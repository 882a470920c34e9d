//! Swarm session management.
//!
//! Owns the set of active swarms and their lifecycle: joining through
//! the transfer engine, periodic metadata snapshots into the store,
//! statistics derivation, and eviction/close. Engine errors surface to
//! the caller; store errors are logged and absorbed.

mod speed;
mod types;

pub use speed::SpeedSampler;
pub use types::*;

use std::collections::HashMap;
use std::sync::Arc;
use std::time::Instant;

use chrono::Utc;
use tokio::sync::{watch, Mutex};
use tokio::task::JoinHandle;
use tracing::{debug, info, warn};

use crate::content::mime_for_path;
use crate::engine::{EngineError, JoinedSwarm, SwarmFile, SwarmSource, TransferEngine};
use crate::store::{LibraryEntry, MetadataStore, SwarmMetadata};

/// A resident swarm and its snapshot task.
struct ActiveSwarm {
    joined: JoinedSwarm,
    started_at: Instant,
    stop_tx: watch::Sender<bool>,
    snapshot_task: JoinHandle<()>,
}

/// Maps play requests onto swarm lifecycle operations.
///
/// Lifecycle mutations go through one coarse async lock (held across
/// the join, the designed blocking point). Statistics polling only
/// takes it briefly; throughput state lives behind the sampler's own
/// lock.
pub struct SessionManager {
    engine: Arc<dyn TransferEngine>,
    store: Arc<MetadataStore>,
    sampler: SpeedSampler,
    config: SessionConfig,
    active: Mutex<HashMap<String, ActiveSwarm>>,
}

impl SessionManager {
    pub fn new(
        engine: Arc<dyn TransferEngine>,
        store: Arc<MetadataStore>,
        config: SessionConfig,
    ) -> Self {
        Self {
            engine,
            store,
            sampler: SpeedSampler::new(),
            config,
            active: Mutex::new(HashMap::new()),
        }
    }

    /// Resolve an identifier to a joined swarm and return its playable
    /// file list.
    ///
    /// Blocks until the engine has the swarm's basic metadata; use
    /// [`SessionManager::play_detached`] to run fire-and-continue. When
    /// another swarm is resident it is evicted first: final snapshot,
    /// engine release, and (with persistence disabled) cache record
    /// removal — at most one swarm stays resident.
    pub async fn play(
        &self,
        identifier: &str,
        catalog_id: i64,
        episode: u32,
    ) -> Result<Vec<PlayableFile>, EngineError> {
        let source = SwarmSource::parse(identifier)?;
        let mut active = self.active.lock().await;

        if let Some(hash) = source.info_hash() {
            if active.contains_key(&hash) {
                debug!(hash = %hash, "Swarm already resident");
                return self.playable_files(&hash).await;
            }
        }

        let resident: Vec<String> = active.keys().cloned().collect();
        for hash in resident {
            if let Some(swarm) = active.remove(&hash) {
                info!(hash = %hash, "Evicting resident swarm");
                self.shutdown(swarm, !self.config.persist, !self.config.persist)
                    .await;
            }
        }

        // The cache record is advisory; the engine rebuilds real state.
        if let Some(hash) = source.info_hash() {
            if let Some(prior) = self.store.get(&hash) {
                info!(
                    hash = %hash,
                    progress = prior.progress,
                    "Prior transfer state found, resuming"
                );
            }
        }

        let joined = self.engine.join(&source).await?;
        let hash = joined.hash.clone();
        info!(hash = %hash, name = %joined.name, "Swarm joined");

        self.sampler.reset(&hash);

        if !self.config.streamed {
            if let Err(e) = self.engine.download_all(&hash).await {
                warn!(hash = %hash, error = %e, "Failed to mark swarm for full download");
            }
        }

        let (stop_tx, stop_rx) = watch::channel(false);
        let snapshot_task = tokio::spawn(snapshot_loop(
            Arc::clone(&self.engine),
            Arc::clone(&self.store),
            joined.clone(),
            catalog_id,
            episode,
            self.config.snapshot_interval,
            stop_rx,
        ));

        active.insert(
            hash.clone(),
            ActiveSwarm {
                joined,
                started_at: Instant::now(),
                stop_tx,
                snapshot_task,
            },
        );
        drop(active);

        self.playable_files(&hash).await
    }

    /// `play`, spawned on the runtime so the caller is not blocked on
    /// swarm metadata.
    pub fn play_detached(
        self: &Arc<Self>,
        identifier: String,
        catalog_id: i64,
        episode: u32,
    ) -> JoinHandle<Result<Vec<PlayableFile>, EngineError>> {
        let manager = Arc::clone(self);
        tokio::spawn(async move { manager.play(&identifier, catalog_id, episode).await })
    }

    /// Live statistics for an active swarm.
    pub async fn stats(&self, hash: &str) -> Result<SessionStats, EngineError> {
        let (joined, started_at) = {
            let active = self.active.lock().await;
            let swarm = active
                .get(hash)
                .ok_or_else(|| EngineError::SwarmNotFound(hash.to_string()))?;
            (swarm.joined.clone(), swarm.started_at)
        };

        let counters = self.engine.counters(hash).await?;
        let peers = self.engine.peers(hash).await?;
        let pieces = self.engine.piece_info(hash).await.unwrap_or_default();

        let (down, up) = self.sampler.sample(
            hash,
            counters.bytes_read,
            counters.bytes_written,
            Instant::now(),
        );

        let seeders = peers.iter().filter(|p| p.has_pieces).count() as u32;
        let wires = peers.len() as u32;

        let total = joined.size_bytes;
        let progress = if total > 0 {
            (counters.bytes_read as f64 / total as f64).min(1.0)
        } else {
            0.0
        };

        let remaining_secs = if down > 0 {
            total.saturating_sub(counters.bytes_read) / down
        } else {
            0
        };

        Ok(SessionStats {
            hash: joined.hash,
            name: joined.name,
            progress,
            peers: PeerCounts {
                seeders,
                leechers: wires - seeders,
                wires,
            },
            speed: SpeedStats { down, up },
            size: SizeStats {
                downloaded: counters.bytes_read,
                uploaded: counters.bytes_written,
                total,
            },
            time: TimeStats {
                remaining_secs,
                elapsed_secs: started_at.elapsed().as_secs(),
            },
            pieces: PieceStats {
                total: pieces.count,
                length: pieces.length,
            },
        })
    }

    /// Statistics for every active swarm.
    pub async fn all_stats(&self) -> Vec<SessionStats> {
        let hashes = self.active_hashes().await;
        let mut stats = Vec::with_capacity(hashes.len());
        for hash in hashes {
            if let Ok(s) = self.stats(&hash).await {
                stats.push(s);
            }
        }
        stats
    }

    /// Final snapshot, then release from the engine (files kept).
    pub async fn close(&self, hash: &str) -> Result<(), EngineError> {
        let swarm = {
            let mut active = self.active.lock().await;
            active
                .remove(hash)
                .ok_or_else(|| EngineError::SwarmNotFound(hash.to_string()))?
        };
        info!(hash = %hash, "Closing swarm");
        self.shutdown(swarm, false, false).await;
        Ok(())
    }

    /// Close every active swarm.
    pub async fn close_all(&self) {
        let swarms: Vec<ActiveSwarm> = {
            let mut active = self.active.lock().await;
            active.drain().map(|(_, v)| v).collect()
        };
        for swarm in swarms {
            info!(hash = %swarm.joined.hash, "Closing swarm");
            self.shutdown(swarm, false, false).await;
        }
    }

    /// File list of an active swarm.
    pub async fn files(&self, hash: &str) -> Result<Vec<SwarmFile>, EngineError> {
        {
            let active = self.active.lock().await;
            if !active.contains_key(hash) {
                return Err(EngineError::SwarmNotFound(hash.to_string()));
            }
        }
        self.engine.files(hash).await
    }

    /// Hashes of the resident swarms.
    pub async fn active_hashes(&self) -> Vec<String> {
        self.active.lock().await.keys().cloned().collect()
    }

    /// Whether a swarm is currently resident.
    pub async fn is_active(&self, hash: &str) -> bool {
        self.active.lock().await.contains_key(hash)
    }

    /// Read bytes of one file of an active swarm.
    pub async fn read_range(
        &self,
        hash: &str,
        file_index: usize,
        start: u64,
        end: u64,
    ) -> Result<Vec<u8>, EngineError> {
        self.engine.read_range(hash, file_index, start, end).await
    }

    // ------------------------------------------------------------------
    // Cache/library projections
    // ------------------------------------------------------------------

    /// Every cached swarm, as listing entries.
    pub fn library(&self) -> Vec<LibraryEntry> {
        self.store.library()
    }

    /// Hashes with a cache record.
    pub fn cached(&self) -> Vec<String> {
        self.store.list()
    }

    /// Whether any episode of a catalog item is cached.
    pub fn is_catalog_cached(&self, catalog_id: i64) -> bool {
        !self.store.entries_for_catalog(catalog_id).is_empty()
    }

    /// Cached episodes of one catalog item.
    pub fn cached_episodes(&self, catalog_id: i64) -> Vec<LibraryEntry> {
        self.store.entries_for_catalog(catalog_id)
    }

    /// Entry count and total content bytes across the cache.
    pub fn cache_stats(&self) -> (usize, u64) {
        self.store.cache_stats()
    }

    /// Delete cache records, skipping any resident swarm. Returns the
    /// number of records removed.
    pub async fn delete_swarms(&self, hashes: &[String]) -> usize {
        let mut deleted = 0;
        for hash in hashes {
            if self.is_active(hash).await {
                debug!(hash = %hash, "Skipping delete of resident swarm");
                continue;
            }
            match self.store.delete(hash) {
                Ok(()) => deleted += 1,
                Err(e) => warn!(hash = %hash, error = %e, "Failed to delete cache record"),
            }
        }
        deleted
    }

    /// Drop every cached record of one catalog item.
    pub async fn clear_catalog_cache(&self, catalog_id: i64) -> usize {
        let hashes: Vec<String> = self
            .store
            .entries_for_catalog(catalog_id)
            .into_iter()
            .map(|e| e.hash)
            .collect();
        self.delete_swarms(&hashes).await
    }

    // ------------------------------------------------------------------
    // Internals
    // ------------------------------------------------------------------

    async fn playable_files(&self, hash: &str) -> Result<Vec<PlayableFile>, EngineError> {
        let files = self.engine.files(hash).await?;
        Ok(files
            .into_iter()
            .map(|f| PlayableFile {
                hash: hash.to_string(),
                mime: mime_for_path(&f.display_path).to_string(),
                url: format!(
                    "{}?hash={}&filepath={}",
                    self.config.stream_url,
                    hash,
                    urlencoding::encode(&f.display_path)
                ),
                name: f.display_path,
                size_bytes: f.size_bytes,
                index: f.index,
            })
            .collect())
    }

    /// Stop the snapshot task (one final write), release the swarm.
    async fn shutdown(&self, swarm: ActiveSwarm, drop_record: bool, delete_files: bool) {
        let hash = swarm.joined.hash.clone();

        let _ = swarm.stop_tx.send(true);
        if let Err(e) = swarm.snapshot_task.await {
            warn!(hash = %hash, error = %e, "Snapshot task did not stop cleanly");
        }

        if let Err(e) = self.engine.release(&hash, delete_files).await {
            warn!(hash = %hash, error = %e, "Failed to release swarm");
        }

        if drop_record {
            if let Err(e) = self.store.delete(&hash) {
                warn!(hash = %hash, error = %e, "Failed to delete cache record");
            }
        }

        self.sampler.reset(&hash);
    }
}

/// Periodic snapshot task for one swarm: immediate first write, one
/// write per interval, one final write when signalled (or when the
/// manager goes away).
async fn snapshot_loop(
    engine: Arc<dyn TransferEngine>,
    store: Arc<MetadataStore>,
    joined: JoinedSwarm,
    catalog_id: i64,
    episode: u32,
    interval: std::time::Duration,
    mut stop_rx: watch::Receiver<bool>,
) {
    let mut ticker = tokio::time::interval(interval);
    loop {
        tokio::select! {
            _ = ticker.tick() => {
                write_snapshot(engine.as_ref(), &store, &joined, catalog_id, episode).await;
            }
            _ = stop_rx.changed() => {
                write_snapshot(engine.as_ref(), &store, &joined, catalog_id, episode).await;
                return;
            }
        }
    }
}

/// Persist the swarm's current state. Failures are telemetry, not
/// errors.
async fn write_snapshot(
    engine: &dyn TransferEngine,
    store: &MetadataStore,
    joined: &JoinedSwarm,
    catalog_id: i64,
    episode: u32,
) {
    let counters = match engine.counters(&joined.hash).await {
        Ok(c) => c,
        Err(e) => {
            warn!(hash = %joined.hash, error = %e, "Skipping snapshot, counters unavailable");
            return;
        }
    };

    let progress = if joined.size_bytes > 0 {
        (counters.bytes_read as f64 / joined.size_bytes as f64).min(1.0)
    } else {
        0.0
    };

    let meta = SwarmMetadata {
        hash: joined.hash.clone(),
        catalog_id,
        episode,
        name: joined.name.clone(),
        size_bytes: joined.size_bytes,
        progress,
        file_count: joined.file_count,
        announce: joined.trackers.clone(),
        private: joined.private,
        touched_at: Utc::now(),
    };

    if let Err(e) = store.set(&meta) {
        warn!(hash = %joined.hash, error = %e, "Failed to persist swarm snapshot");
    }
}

━━━━━━━━━━━━━━━━

# WHAT YOU ARE ASKED TO DO:
From the entries above, extract each line containing "crate".

# FINAL ANSWER:
use crate::content::mime_for_path;
use crate::engine::{EngineError, JoinedSwarm, SwarmFile, SwarmSource, TransferEngine};
use crate::store::{LibraryEntry, MetadataStore, SwarmMetadata};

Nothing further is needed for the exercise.